## SUPPLIED MATERIAL
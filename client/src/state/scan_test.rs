use super::*;
use retina::analysis::{Prediction, Severity};
use serde_json::json;
use retina::error::{NETWORK_ERROR_MESSAGE, ValidationError};
use retina::upload::{ScanTab, SelectedImage};

fn selected() -> ScanState {
    let mut state = ScanState::default();
    state.upload.select(SelectedImage::new("eye.png", "image/png", vec![1])).unwrap();
    state.upload.begin_upload().unwrap();
    state
}

#[test]
fn success_switches_to_result_and_stores_history() {
    let mut state = selected();
    state.request_error = Some("old".to_owned());
    state.upload_succeeded(ScanOutcome {
        prediction: Prediction { severity: Severity::Severe, confidence: 0.5 },
        history: Ok(Vec::new()),
    });

    assert!(!state.upload.loading);
    assert_eq!(state.upload.active_tab, ScanTab::Result);
    assert_eq!(state.request_error, None);
}

#[test]
fn failure_shows_server_message_and_stops_loading() {
    let mut state = selected();
    state.upload_failed(&ApiError::Server { status: 400, message: Some("Bad image".to_owned()) });
    assert!(!state.upload.loading);
    assert_eq!(state.error_text().as_deref(), Some("Bad image"));
}

#[test]
fn failure_without_message_uses_fallbacks() {
    let mut state = selected();
    state.upload_failed(&ApiError::Server { status: 500, message: None });
    assert_eq!(state.error_text().as_deref(), Some(UPLOAD_FAILED_MESSAGE));

    state.upload_failed(&ApiError::Transport("offline".to_owned()));
    assert_eq!(state.error_text().as_deref(), Some(NETWORK_ERROR_MESSAGE));
}

#[test]
fn validation_error_takes_precedence() {
    let mut state = ScanState { request_error: Some("server".to_owned()), ..ScanState::default() };
    state.upload.error = Some(ValidationError::NoImageSelected);
    assert_eq!(state.error_text().as_deref(), Some("Please choose a file first."));
}

#[test]
fn history_load_clears_deleting() {
    let mut state = ScanState { deleting: Some("r1".to_owned()), ..ScanState::default() };
    state.history_loaded(Vec::new());
    assert_eq!(state.deleting, None);
}

#[test]
fn delete_failure_releases_row() {
    let mut state = ScanState { deleting: Some("r1".to_owned()), ..ScanState::default() };
    state.delete_failed(&ApiError::Server { status: 500, message: None });
    assert_eq!(state.deleting, None);
    assert_eq!(state.error_text().as_deref(), Some(DELETE_FAILED_MESSAGE));
}

fn record(id: &str) -> AnalysisRecord {
    serde_json::from_value(json!({ "_id": id, "severity": "Ringan", "confidence": 0.6 })).unwrap()
}

fn moderate() -> Prediction {
    Prediction { severity: Severity::Moderate, confidence: 0.8 }
}

#[test]
fn failed_refresh_after_upload_still_shows_prediction() {
    let mut state = selected();
    state.history = vec![record("old")];
    state.upload_succeeded(ScanOutcome {
        prediction: moderate(),
        history: Err(ApiError::Server { status: 500, message: None }),
    });

    assert!(!state.upload.loading);
    assert_eq!(state.upload.result, Some(moderate()));
    assert_eq!(state.upload.active_tab, ScanTab::Result);
    assert_eq!(state.history.len(), 1);
    assert_eq!(state.error_text().as_deref(), Some(UPLOAD_REFRESH_FAILED_MESSAGE));
}

#[test]
fn failed_rerun_keeps_earlier_prediction() {
    let mut state = selected();
    state.upload_succeeded(ScanOutcome { prediction: moderate(), history: Ok(Vec::new()) });

    state.upload.begin_upload().unwrap();
    state.upload_failed(&ApiError::Transport("offline".to_owned()));

    assert!(!state.upload.loading);
    assert_eq!(state.upload.result, Some(moderate()));
    assert_eq!(state.upload.active_tab, ScanTab::Result);
}

#[test]
fn delete_with_fresh_history_replaces_list() {
    let mut state = ScanState { deleting: Some("r1".to_owned()), history: vec![record("r1")], ..ScanState::default() };
    state.delete_succeeded("r1", Ok(vec![record("r2")]));

    assert_eq!(state.deleting, None);
    assert_eq!(state.history.iter().map(|r| r.id.as_str()).collect::<Vec<_>>(), ["r2"]);
    assert_eq!(state.error_text(), None);
}

#[test]
fn delete_with_failed_refresh_drops_row_locally() {
    let mut state = ScanState {
        deleting: Some("r1".to_owned()),
        history: vec![record("r1"), record("r2")],
        ..ScanState::default()
    };
    state.delete_succeeded("r1", Err(ApiError::Transport("offline".to_owned())));

    assert_eq!(state.deleting, None);
    assert_eq!(state.history.iter().map(|r| r.id.as_str()).collect::<Vec<_>>(), ["r2"]);
    assert_eq!(state.error_text().as_deref(), Some(DELETE_REFRESH_FAILED_MESSAGE));
}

## WHAT NEEDS TO BE DONE
Once you have identified the lines above that contain "ApiError", copy each of them.

## RESPONSE TO THE EXERCISE
    state.upload_failed(&ApiError::Server { status: 400, message: Some("Bad image".to_owned()) });
    state.upload_failed(&ApiError::Server { status: 500, message: None });
    state.upload_failed(&ApiError::Transport("offline".to_owned()));
    state.delete_failed(&ApiError::Server { status: 500, message: None });
        history: Err(ApiError::Server { status: 500, message: None }),
    state.upload_failed(&ApiError::Transport("offline".to_owned()));
    state.delete_succeeded("r1", Err(ApiError::Transport("offline".to_owned())));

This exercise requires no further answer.